Monday, March 27, 2006

Microsoft products do not reflect Australian daylight saving time changes for the year 2006

Today, as usual, I made it a point to attend the free lunch hour concerts at the university’s music faculty. In fact, today’s concert was more important than most other weeks’.

Bonnie Brown was performing.

The first time I saw her perform was in August 05 and it was an enthralling high energy, high speed piano solo. It was the kind of solo that one might use to show off the fact that their fingers can dance at well over 10 Hz on the keyboard.

Anyway I prefer these cheerful pieces to those string quartets that seem to tell you, “I’m so depressed I want to die. Please shoot me, and then shoot yourself after you’re done.”

A brief search on the university’s pages reveals that
Bonnie began studying piano at the age of three. During her time at the Faculty of Music, Bonnie has been awarded the ‘Eric and Linda Jullyan’ Memorial Scholarship’ and the ‘Ormond Exhibition’ for the most outstanding practical examination results in 2001 and 2002. In 2003 Bonnie received the ‘Rosemary Kenny’ prize awarded by the Faculty for the ‘Best Third or Final Year’ student in the bachelor of Music course and most recently the ‘Doris F. Chandler’ Memorial Bursary.

In 2003, Bonnie performed as the featured soloist at the University of Melbourne 150th Anniversary Concert in the Melbourne Town Hall. Bonnie is currently undertaking a Master of Music at the University, specialising in Music Performance under the supervision of Professor Ronald Farren-Price.

Impressive. Very very impressive.


So I got up this morning, and the clock on my Windows taskbar was 1 hour behind the other clocks. Daylight saving must have started, so I wound the clocks back by 60 minutes and had one more hour to slack around before leaving.

I arrived at 12.55, and the entrance of the hall was surprisingly deserted. Usually, it would be a buzz of activity as people drifted in and out of the performance venue.

When I went up to the front desk, the lady behind it told me that the concert had already started.
“What? Did it start at 1?”
I looked at my watch dumbly, “Shit…must be the daylight saving time.” At this point I thought the university had not switched over, which was extremely puzzling. She laughed a sympathetic laugh.
“Thought I wanted to catch Bonnie Brown performing… shit, this sucks.”
“You can still watch the final parts,” she suggested, her hand gesturing towards the door.
“Yes I’ll do that. Thank you,” I headed for the door, extremely annoyed with the circumstances.

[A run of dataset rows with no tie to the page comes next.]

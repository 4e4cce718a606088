// SPDX-FileCopyrightText: 2026 Botline Contributors
// SPDX-License-Identifier: MIT OR Apache-2.0

//! Domain types shared across the Botline workspace.
//!
//! Message kinds, provenance tags, and the persisted entity shapes are
//! defined once here and consumed by the storage, dispatch, and channel
//! crates. Kinds and modes carry string round-trips (strum) because they
//! are persisted as TEXT columns.

use chrono::{DateTime, Utc};
use serde::{Deserialize, Serialize};
use strum::{Display, EnumString};

/// The kind of an inbound or outgoing message, decided once at ingestion.
///
/// Classification precedence over the raw webhook payload is fixed:
/// photo > document > video > audio > voice > sticker > text. A photo
/// with a caption is `Photo`, never `Text`.
#[derive(
    Debug, Clone, Copy, PartialEq, Eq, Hash, Display, EnumString, Serialize, Deserialize,
)]
#[strum(serialize_all = "lowercase")]
#[serde(rename_all = "lowercase")]
pub enum MessageKind {
    Text,
    Photo,
    Document,
    Video,
    Audio,
    Voice,
    Sticker,
}

/// The kind of chat a message belongs to.
#[derive(
    Debug, Clone, Copy, PartialEq, Eq, Hash, Display, EnumString, Serialize, Deserialize,
)]
#[strum(serialize_all = "lowercase")]
#[serde(rename_all = "lowercase")]
pub enum ChatKind {
    Direct,
    Group,
    Channel,
}

/// Records which actor produced an outgoing message.
#[derive(
    Debug, Clone, Copy, PartialEq, Eq, Hash, Display, EnumString, Serialize, Deserialize,
)]
#[strum(serialize_all = "kebab-case")]
#[serde(rename_all = "kebab-case")]
pub enum Provenance {
    Human,
    RuleEngine,
    AiEngine,
}

/// How an auto-reply rule's trigger pattern is tested against message text.
#[derive(
    Debug, Clone, Copy, PartialEq, Eq, Hash, Display, EnumString, Serialize, Deserialize,
)]
#[strum(serialize_all = "lowercase")]
#[serde(rename_all = "lowercase")]
pub enum MatchMode {
    Exact,
    Contains,
    Regex,
}

/// The kind of response an auto-reply rule sends on match.
#[derive(
    Debug, Clone, Copy, PartialEq, Eq, Hash, Display, EnumString, Serialize, Deserialize,
)]
#[strum(serialize_all = "lowercase")]
#[serde(rename_all = "lowercase")]
pub enum ResponseKind {
    Text,
    Photo,
    Document,
}

/// One received update, normalized from the provider webhook payload.
///
/// Invariant: `(channel_id, chat_id, provider_message_id)` is unique in
/// storage. Provider re-delivery must upsert (last-write-wins), never
/// duplicate a row.
#[derive(Debug, Clone, PartialEq, Serialize, Deserialize)]
pub struct InboundMessage {
    pub channel_id: String,
    pub provider_message_id: i64,
    pub chat_id: i64,
    pub chat_kind: ChatKind,
    pub sender_id: Option<i64>,
    pub sender_username: Option<String>,
    pub sender_display_name: Option<String>,
    pub kind: MessageKind,
    /// Message body for text messages, caption otherwise. `None` when the
    /// payload carries neither.
    pub text: Option<String>,
    /// Opaque provider media descriptor (file ids, dimensions, mime type).
    pub media: Option<serde_json::Value>,
    pub received_at: DateTime<Utc>,
}

/// A message the system sent, recorded only after a successful send
/// acknowledgment from the channel adapter.
#[derive(Debug, Clone, PartialEq, Serialize, Deserialize)]
pub struct OutgoingMessage {
    pub channel_id: String,
    /// Message id assigned by the provider in the send acknowledgment.
    pub provider_message_id: Option<i64>,
    pub chat_id: i64,
    pub kind: MessageKind,
    pub text: Option<String>,
    pub media: Option<serde_json::Value>,
    pub provenance: Provenance,
    /// Provider message id of the inbound message that triggered this
    /// reply. `None` for manual and broadcast sends.
    pub reply_to_provider_message_id: Option<i64>,
    pub sent_at: DateTime<Utc>,
}

/// One row per `(channel_id, chat_id)` in the contact directory.
///
/// Created on first inbound message from a chat, refreshed on every
/// subsequent one. The pipeline never deletes contacts, and a `None`
/// incoming display field never overwrites a stored value.
#[derive(Debug, Clone, PartialEq, Serialize, Deserialize)]
pub struct Contact {
    pub channel_id: String,
    pub chat_id: i64,
    pub chat_kind: ChatKind,
    pub first_name: Option<String>,
    pub last_name: Option<String>,
    pub username: Option<String>,
    pub last_message_at: DateTime<Utc>,
}

/// An auto-reply rule belonging to a channel.
///
/// Evaluation order is active rules sorted by priority descending, ties
/// broken by creation order, then id (stable, deterministic replay).
#[derive(Debug, Clone, PartialEq, Serialize, Deserialize)]
pub struct AutoReplyRule {
    pub id: i64,
    pub channel_id: String,
    pub trigger: String,
    pub match_mode: MatchMode,
    pub priority: i64,
    pub active: bool,
    pub response_kind: ResponseKind,
    pub response_body: String,
    /// Media URL or provider file id for photo/document responses.
    pub response_media: Option<String>,
    pub created_at: DateTime<Utc>,
}

/// Per-message overrides for the AI responder.
#[derive(Debug, Clone, Default, PartialEq, Serialize, Deserialize)]
pub struct ReplyOverrides {
    pub system_prompt: Option<String>,
    pub temperature: Option<f32>,
    pub max_tokens: Option<u32>,
}

/// Immutable per-invocation channel configuration.
///
/// Passed into the dispatch pipeline with each update so concurrent
/// updates never observe a toggle flipping mid-pipeline.
#[derive(Debug, Clone, PartialEq, Serialize, Deserialize)]
pub struct ChannelConfig {
    pub channel_id: String,
    pub rule_engine_enabled: bool,
    pub ai_engine_enabled: bool,
    pub assistant_profile: String,
    #[serde(default)]
    pub overrides: ReplyOverrides,
}

/// Uniform success/error envelope returned by every channel API call.
///
/// Transport failures, non-2xx statuses, and provider-level rejections
/// all surface here; `ChannelApi` methods never return `Err`.
#[derive(Debug, Clone, PartialEq)]
pub enum ApiOutcome {
    /// Provider accepted the call; `result` is the raw provider payload.
    Success { result: serde_json::Value },
    /// The call failed; `error` preserves the provider description or
    /// transport error for operator logs.
    Failure { error: String },
}

impl ApiOutcome {
    /// Wraps a provider result payload.
    pub fn success(result: serde_json::Value) -> Self {
        Self::Success { result }
    }

    /// Wraps an error description.
    pub fn failure(error: impl Into<String>) -> Self {
        Self::Failure {
            error: error.into(),
        }
    }

    pub fn is_success(&self) -> bool {
        matches!(self, Self::Success { .. })
    }

    /// Returns the error description for failures.
    pub fn error(&self) -> Option<&str> {
        match self {
            Self::Failure { error } => Some(error),
            Self::Success { .. } => None,
        }
    }

    /// Extracts the provider-assigned `message_id` from a send result.
    pub fn message_id(&self) -> Option<i64> {
        match self {
            Self::Success { result } => result.get("message_id").and_then(|v| v.as_i64()),
            Self::Failure { .. } => None,
        }
    }
}

/// Result of an idempotent inbound upsert.
#[derive(Debug, Clone, Copy, PartialEq, Eq)]
pub enum UpsertOutcome {
    /// First delivery of this provider message id; the row was created.
    Inserted,
    /// Re-delivery; the existing row was refreshed (last-write-wins) and
    /// the caller must not trigger another auto-reply.
    Duplicate,
}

Bonnie was still in the midst of her performance. As with the last time, it was an energetic piece with parts that had about 5 to 10 Hz note playing. Having seen a fair bit of lunch hour concerts, I can guess that her pieces would have added up to about 25 minutes. And she was doing it by memory- no score sheets.

I saw about 10 to 15 minutes of the performance.

When I got home, I asked my housemate about the daylight saving time changeover.
“Not until after the Grand Prix,” he told me.
“My computer had already changed, causing me to miss about half of the concert. I’m quite pissed off.”
“Yeah my computer did it too.”

A search on the internet gave this page:
Microsoft products do not reflect Australian daylight saving time changes for the year 2006

Fuck you, Microsoft wankers. Fuck you.

Turns out it is not Microsoft's fault. Heh. (insert sheepish grin)
A few states in Australia postponed the daylight saving switchover due to the Commonwealth Games and the F1 GP.
So it boils down to my gross ignorance.